Can Piers Morgan survive? It is a question his enemies and fans on both sides of the Atlantic are asking with increasing urgency.

The position of the former British tabloid editor turned CNN chat show host looks vulnerable as the phone-hacking scandal continues to unfold.

But unlike other senior journalists caught up in the scandal, it is not Scotland Yard that has been responsible for turning up the heat on Morgan.

Rather, in what his enemies might suggest is proof that there is such a thing as divine retribution, it is Morgan's unchecked vanity.


Morgan, who edited the Daily Mirror for nearly a decade until 2004, faces questions over a series of boasts that suggest he was at the very least familiar with the practice of phone hacking.

Morgan admitted in a column for the Daily Mail in 2006 that he had heard a message left by Sir Paul McCartney on the phone of Heather Mills, then his wife, in which the former Beatle sounded "lonely, miserable and desperate". The disclosure has prompted Mills to claim the message could have been heard only by hacking into her phone.

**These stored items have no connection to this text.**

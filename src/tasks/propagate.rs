use crate::classify::TrainedClassifier;
use crate::core::labels::{Annotation, LabelKind};
use crate::error::PipelineError;

/// Back-fills the slots the weak labeler left empty.
///
/// Every `None` slot gets the classifier's prediction (projected through the
/// classifier's own training vocabulary) with `LabelSource::Model`; every
/// existing annotation passes through untouched. Weak labels are never
/// overwritten, and the output is total: one annotation per document.
pub fn propagate_labels<L: LabelKind>(
    tokens: &[Vec<String>],
    annotations: &[Option<Annotation<L>>],
    classifier: &TrainedClassifier<L>,
) -> Result<Vec<Annotation<L>>, PipelineError> {
    if tokens.len() != annotations.len() {
        return Err(PipelineError::InvalidParameter(format!(
            "{} token sequences but {} annotation slots",
            tokens.len(),
            annotations.len()
        )));
    }

    annotations
        .iter()
        .zip(tokens)
        .map(|(slot, tokens)| match slot {
            Some(existing) => Ok(*existing),
            None => Ok(Annotation::model(classifier.predict_tokens(tokens)?)),
        })
        .collect()
}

Certainly, Morgan appears to have known that there were people capable of hacking phones on behalf of journalists.

Former Mirror business journalist James Hipwell alleges phone hacking happened regularly under Morgan. "It was a widespread practice," said Hipwell, who is in talks with literary agents about publishing a book on some of Fleet Street's murkier practices. "People saw it as a bit of a game, a wheeze. It wasn't just celebrities, it was people like PR handlers at the BBC."

Morgan consistently denies any knowledge his paper ran stories obtained by hacking, which seems unlikely to Hipwell. "He was the beating heart of the paper, nothing happened without him knowing," he said.

Hipwell describes Morgan as a "good editor" who was "very supportive". But executives on all Fleet Street titles were locked in brutal battles to bring in scoops and editors were prepared to overlook how a story was obtained if it guaranteed to make a splash.

"It wasn't just about getting one over on the celebrity but your opposite number on the Sun," Hipwell said. "If one newspaper is doing it the others have to do it. If you don't get stories you lose circulation."

That hacking was confined to the News of the World (which Morgan edited from 1994-95) seems inconceivable. A revolving door that saw journalists shuttle between the Trinity Mirror and News International titles meant knowledge of the dark arts was quickly dispersed across newspapers.


Morgan also faces questions over whether his newspaper used private detectives to help reporters obtain information. In his book, The Insider, Morgan recalled how in April 2000 "someone had got hold" of Kate Winslet's phone number, adding: "I never like to ask how." Winslet asked Morgan: "How did you get my number? I've only just changed it. You've got to tell me, please, I am so worried now."

Morgan also bragged that he saw off a potential legal challenge from Princess Diana's former lover, James Hewitt. Morgan wrote that Hewitt claimed he had not been paid for his collaboration on a book. Morgan replied: "Yes you did - I saw your bank statements".

It is doubtful whether such information could have been obtained by anything other than illegal means. Hewitt is now reporting Morgan to the police, urging them to reopen an investigation into allegations surrounding the theft of his personal letters from the princess.

So far Morgan has weathered the storm. The allegations made by Mills and Hewitt have been shrugged off as both have question marks over their credibility and motivation. Hipwell was jailed for his part in a share-tipping scandal at the Mirror, which also tainted Morgan, and could be accused of having an agenda, a charge he denies.

But Morgan's chief concern now must be that a heavyweight accuser comes forward whose claims carry more weight. Certainly there is no shortage of people who have it in for him.

In the US Morgan is unusual: he is a successful UK media export whose brash persona antagonises the US east coast elite but plays well with main street America. But some media commentators think his days are numbered.

CNN will be acutely aware that News Corp's decision to close the News of the World came far too late to prevent immeasurable damage to Rupert Murdoch's empire. It will not want to make the same mistake.


You have denied hacking a phone, ordering journalists to do so or knowingly publishing any story obtained from the hacking of a phone. Do you still stand by this claim?

Have you ever sanctioned the illegal interception/bugging of emails or phone calls either directly or via a third party?

If requested, will you appear before the House of Commons culture, media and sport select committee?

You heard a tape of an answerphone message left by Sir Paul McCartney to Heather Mills, then his wife: how was this obtained?

Did you, to her satisfaction, explain to Kate Winslet how your newspaper obtained her mobile phone number?